Copy the records below exactly as they are written.
(DATA PROVIDED Opens)
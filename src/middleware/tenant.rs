// middleware/tenant.rs - per-store request routing and customer token gate
//
// Runs in front of every handler. It never touches persistence: store-scoped
// paths are classified from the URI alone and protected ones are checked
// against the `store_token` cookie with the token codec only.

use axum::{
    extract::{Request, State},
    http::{header, HeaderMap, HeaderName, HeaderValue},
    middleware::Next,
    response::Response,
};

use crate::auth::cookies::{read_cookie, STORE_COOKIE};
use crate::auth::{AuthFailure, Identity, TokenError};
use crate::config::TenancyConfig;
use crate::error::ApiError;
use crate::services::slug::RESERVED_SLUG;
use crate::state::AppState;

pub const X_STORE_SLUG: HeaderName = HeaderName::from_static("x-store-slug");
pub const X_CUSTOMER_ID: HeaderName = HeaderName::from_static("x-customer-id");
pub const X_STORE_ID: HeaderName = HeaderName::from_static("x-store-id");
pub const X_CUSTOM_DOMAIN: HeaderName = HeaderName::from_static("x-custom-domain");

const INJECTED_HEADERS: [HeaderName; 4] = [X_STORE_SLUG, X_CUSTOMER_ID, X_STORE_ID, X_CUSTOM_DOMAIN];

const STORE_PREFIXES: [&str; 2] = ["/api/store/", "/store/"];

/// Path segments that make a store-scoped path public
const PUBLIC_SEGMENTS: [&str; 2] = ["products", "categories"];

/// Store customer auth endpoints the router also annotates
pub const CUSTOMER_AUTH_PATHS: [&str; 3] = [
    "/api/auth/store-login",
    "/api/auth/store-register",
    "/api/auth/verify-store-token",
];

#[derive(Debug, Clone, Copy, PartialEq, Eq)]
pub enum RouteClass<'a> {
    /// Outside the router's scope; forwarded untouched
    Unscoped,
    /// Customer auth allow-list: custom-domain annotation only
    CustomerAuth,
    Public { store: &'a str },
    Protected { store: &'a str },
}

/// Split a store-scoped path into its store identifier and the remainder
fn split_store_path(path: &str) -> Option<(&str, &str)> {
    let rest = STORE_PREFIXES.iter().find_map(|prefix| path.strip_prefix(prefix))?;
    let (store, remainder) = rest.split_once('/').unwrap_or((rest, ""));
    (!store.is_empty()).then_some((store, remainder))
}

/// Store identifier: the segment right after `/store/` or `/api/store/`
pub fn store_identifier(path: &str) -> Option<&str> {
    split_store_path(path).map(|(store, _)| store)
}

pub fn classify(path: &str) -> RouteClass<'_> {
    let Some((store, remainder)) = split_store_path(path) else {
        if CUSTOMER_AUTH_PATHS.contains(&path) {
            return RouteClass::CustomerAuth;
        }
        return RouteClass::Unscoped;
    };

    if store == RESERVED_SLUG {
        return RouteClass::Public { store };
    }

    let mut segments = remainder.split('/').filter(|s| !s.is_empty()).peekable();

    // `/api/store/{slug}` itself is the public store lookup
    if segments.peek().is_none() || segments.any(|s| PUBLIC_SEGMENTS.contains(&s)) {
        RouteClass::Public { store }
    } else {
        RouteClass::Protected { store }
    }
}

/// Host that should be treated as a store's custom domain, port removed.
///
/// `None` for development hosts and for any platform-provided subdomain.
pub fn custom_domain(host: &str, tenancy: &TenancyConfig) -> Option<String> {
    let hostname = match host.rsplit_once(':') {
        Some((name, port)) if port.chars().all(|c| c.is_ascii_digit()) => name,
        _ => host,
    }
    .trim()
    .trim_end_matches('.')
    .to_ascii_lowercase();

    if hostname.is_empty() || tenancy.dev_hosts.iter().any(|h| h.eq_ignore_ascii_case(&hostname)) {
        return None;
    }

    let platform = tenancy.platform_domains.iter().any(|domain| {
        let domain = domain.to_ascii_lowercase();
        hostname == domain || hostname.ends_with(&format!(".{domain}"))
    });
    (!platform).then_some(hostname)
}

/// Tenant router middleware.
///
/// Strips client-supplied identity headers, annotates custom domains, and
/// short-circuits protected store paths whose `store_token` is missing,
/// invalid, or scoped to another store.
///
/// Injected headers on success:
/// ```text
/// x-store-slug:    acme
/// x-customer-id:   3f9c...   (protected paths)
/// x-store-id:      91ab...   (protected paths)
/// x-custom-domain: shop.acme.com
/// ```
pub async fn tenant_router_middleware(
    State(state): State<AppState>,
    mut request: Request,
    next: Next,
) -> Result<Response, ApiError> {
    let path = request.uri().path().to_string();
    let class = classify(&path);

    let headers = request.headers_mut();
    for name in INJECTED_HEADERS {
        headers.remove(name);
    }

    if class == RouteClass::Unscoped {
        return Ok(next.run(request).await);
    }

    let domain = headers
        .get(header::HOST)
        .and_then(|value| value.to_str().ok())
        .and_then(|host| custom_domain(host, &state.config().tenancy));
    if let Some(domain) = domain {
        insert(headers, X_CUSTOM_DOMAIN, &domain);
    }

    match class {
        RouteClass::Public { store } if store != RESERVED_SLUG => {
            insert(headers, X_STORE_SLUG, store);
        }
        RouteClass::Protected { store } => {
            let (customer_id, store_id) = check_store_token(&state, headers, store)?;
            insert(headers, X_STORE_SLUG, store);
            insert(headers, X_CUSTOMER_ID, &customer_id);
            insert(headers, X_STORE_ID, &store_id);
        }
        _ => {}
    }

    Ok(next.run(request).await)
}

/// Verify the `store_token` cookie against the path's store slug
fn check_store_token(state: &AppState, headers: &HeaderMap, store: &str) -> Result<(String, String), AuthFailure> {
    let token = read_cookie(headers, STORE_COOKIE).ok_or(AuthFailure::Unauthenticated)?;

    match state.tokens().verify(&token)?.identity {
        Identity::Customer {
            customer_id,
            store_id,
            store_slug,
        } => {
            if store_slug != store {
                tracing::warn!("store_token for '{}' used on store '{}'", store_slug, store);
                return Err(AuthFailure::TenantMismatch);
            }
            Ok((customer_id.to_string(), store_id.to_string()))
        }
        Identity::Seller { .. } => Err(AuthFailure::InvalidToken(TokenError::Invalid(
            "seller token in store_token cookie".to_string(),
        ))),
    }
}

fn insert(headers: &mut HeaderMap, name: HeaderName, value: &str) {
    if let Ok(value) = HeaderValue::from_str(value) {
        headers.insert(name, value);
    }
}

/// Read a router-injected header downstream
pub fn injected(headers: &HeaderMap, name: &HeaderName) -> Option<String> {
    headers.get(name)?.to_str().ok().map(str::to_string)
}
(DATA PROVIDED Closes)
_TASK SOLUTION_
filename src/middleware/tenant.rs
// middleware/tenant.rs - per-store request routing and customer token gate
//
// Runs in front of every handler. It never touches persistence: store-scoped
// paths are classified from the URI alone and protected ones are checked
// against the `store_token` cookie with the token codec only.

use axum::{
    extract::{Request, State},
    http::{header, HeaderMap, HeaderName, HeaderValue},
    middleware::Next,
    response::Response,
};

use crate::auth::cookies::{read_cookie, STORE_COOKIE};
use crate::auth::{AuthFailure, Identity, TokenError};
use crate::config::TenancyConfig;
use crate::error::ApiError;
use crate::services::slug::RESERVED_SLUG;
use crate::state::AppState;

pub const X_STORE_SLUG: HeaderName = HeaderName::from_static("x-store-slug");
pub const X_CUSTOMER_ID: HeaderName = HeaderName::from_static("x-customer-id");
pub const X_STORE_ID: HeaderName = HeaderName::from_static("x-store-id");
pub const X_CUSTOM_DOMAIN: HeaderName = HeaderName::from_static("x-custom-domain");

const INJECTED_HEADERS: [HeaderName; 4] = [X_STORE_SLUG, X_CUSTOMER_ID, X_STORE_ID, X_CUSTOM_DOMAIN];

const STORE_PREFIXES: [&str; 2] = ["/api/store/", "/store/"];

/// Path segments that make a store-scoped path public
const PUBLIC_SEGMENTS: [&str; 2] = ["products", "categories"];

/// Store customer auth endpoints the router also annotates
pub const CUSTOMER_AUTH_PATHS: [&str; 3] = [
    "/api/auth/store-login",
    "/api/auth/store-register",
    "/api/auth/verify-store-token",
];

#[derive(Debug, Clone, Copy, PartialEq, Eq)]
pub enum RouteClass<'a> {
    /// Outside the router's scope; forwarded untouched
    Unscoped,
    /// Customer auth allow-list: custom-domain annotation only
    CustomerAuth,
    Public { store: &'a str },
    Protected { store: &'a str },
}

/// Split a store-scoped path into its store identifier and the remainder
fn split_store_path(path: &str) -> Option<(&str, &str)> {
    let rest = STORE_PREFIXES.iter().find_map(|prefix| path.strip_prefix(prefix))?;
    let (store, remainder) = rest.split_once('/').unwrap_or((rest, ""));
    (!store.is_empty()).then_some((store, remainder))
}

/// Store identifier: the segment right after `/store/` or `/api/store/`
pub fn store_identifier(path: &str) -> Option<&str> {
    split_store_path(path).map(|(store, _)| store)
}

pub fn classify(path: &str) -> RouteClass<'_> {
    let Some((store, remainder)) = split_store_path(path) else {
        if CUSTOMER_AUTH_PATHS.contains(&path) {
            return RouteClass::CustomerAuth;
        }
        return RouteClass::Unscoped;
    };

    if store == RESERVED_SLUG {
        return RouteClass::Public { store };
    }

    let mut segments = remainder.split('/').filter(|s| !s.is_empty()).peekable();

    // `/api/store/{slug}` itself is the public store lookup
    if segments.peek().is_none() || segments.any(|s| PUBLIC_SEGMENTS.contains(&s)) {
        RouteClass::Public { store }
    } else {
        RouteClass::Protected { store }
    }
}

/// Host that should be treated as a store's custom domain, port removed.
///
/// `None` for development hosts and for any platform-provided subdomain.
pub fn custom_domain(host: &str, tenancy: &TenancyConfig) -> Option<String> {
    let hostname = match host.rsplit_once(':') {
        Some((name, port)) if port.chars().all(|c| c.is_ascii_digit()) => name,
        _ => host,
    }
    .trim()
    .trim_end_matches('.')
    .to_ascii_lowercase();

    if hostname.is_empty() || tenancy.dev_hosts.iter().any(|h| h.eq_ignore_ascii_case(&hostname)) {
        return None;
    }

    let platform = tenancy.platform_domains.iter().any(|domain| {
        let domain = domain.to_ascii_lowercase();
        hostname == domain || hostname.ends_with(&format!(".{domain}"))
    });
    (!platform).then_some(hostname)
}

/// Tenant router middleware.
///
/// Strips client-supplied identity headers, annotates custom domains, and
/// short-circuits protected store paths whose `store_token` is missing,
/// invalid, or scoped to another store.
///
/// Injected headers on success:
/// ```text
/// x-store-slug:    acme
/// x-customer-id:   3f9c...   (protected paths)
/// x-store-id:      91ab...   (protected paths)
/// x-custom-domain: shop.acme.com
/// ```
pub async fn tenant_router_middleware(
    State(state): State<AppState>,
    mut request: Request,
    next: Next,
) -> Result<Response, ApiError> {
    let path = request.uri().path().to_string();
    let class = classify(&path);

    let headers = request.headers_mut();
    for name in INJECTED_HEADERS {
        headers.remove(name);
    }

    if class == RouteClass::Unscoped {
        return Ok(next.run(request).await);
    }

    let domain = headers
        .get(header::HOST)
        .and_then(|value| value.to_str().ok())
        .and_then(|host| custom_domain(host, &state.config().tenancy));
    if let Some(domain) = domain {
        insert(headers, X_CUSTOM_DOMAIN, &domain);
    }

    match class {
        RouteClass::Public { store } if store != RESERVED_SLUG => {
            insert(headers, X_STORE_SLUG, store);
        }
        RouteClass::Protected { store } => {
            let (customer_id, store_id) = check_store_token(&state, headers, store)?;
            insert(headers, X_STORE_SLUG, store);
            insert(headers, X_CUSTOMER_ID, &customer_id);
            insert(headers, X_STORE_ID, &store_id);
        }
        _ => {}
    }

    Ok(next.run(request).await)
}

/// Verify the `store_token` cookie against the path's store slug
fn check_store_token(state: &AppState, headers: &HeaderMap, store: &str) -> Result<(String, String), AuthFailure> {
    let token = read_cookie(headers, STORE_COOKIE).ok_or(AuthFailure::Unauthenticated)?;

    match state.tokens().verify(&token)?.identity {
        Identity::Customer {
            customer_id,
            store_id,
            store_slug,
        } => {
            if store_slug != store {
                tracing::warn!("store_token for '{}' used on store '{}'", store_slug, store);
                return Err(AuthFailure::TenantMismatch);
            }
            Ok((customer_id.to_string(), store_id.to_string()))
        }
        Identity::Seller { .. } => Err(AuthFailure::InvalidToken(TokenError::Invalid(
            "seller token in store_token cookie".to_string(),
        ))),
    }
}

fn insert(headers: &mut HeaderMap, name: HeaderName, value: &str) {
    if let Ok(value) = HeaderValue::from_str(value) {
        headers.insert(name, value);
    }
}

/// Read a router-injected header downstream
pub fn injected(headers: &HeaderMap, name: &HeaderName) -> Option<String> {
    headers.get(name)?.to_str().ok().map(str::to_string)
}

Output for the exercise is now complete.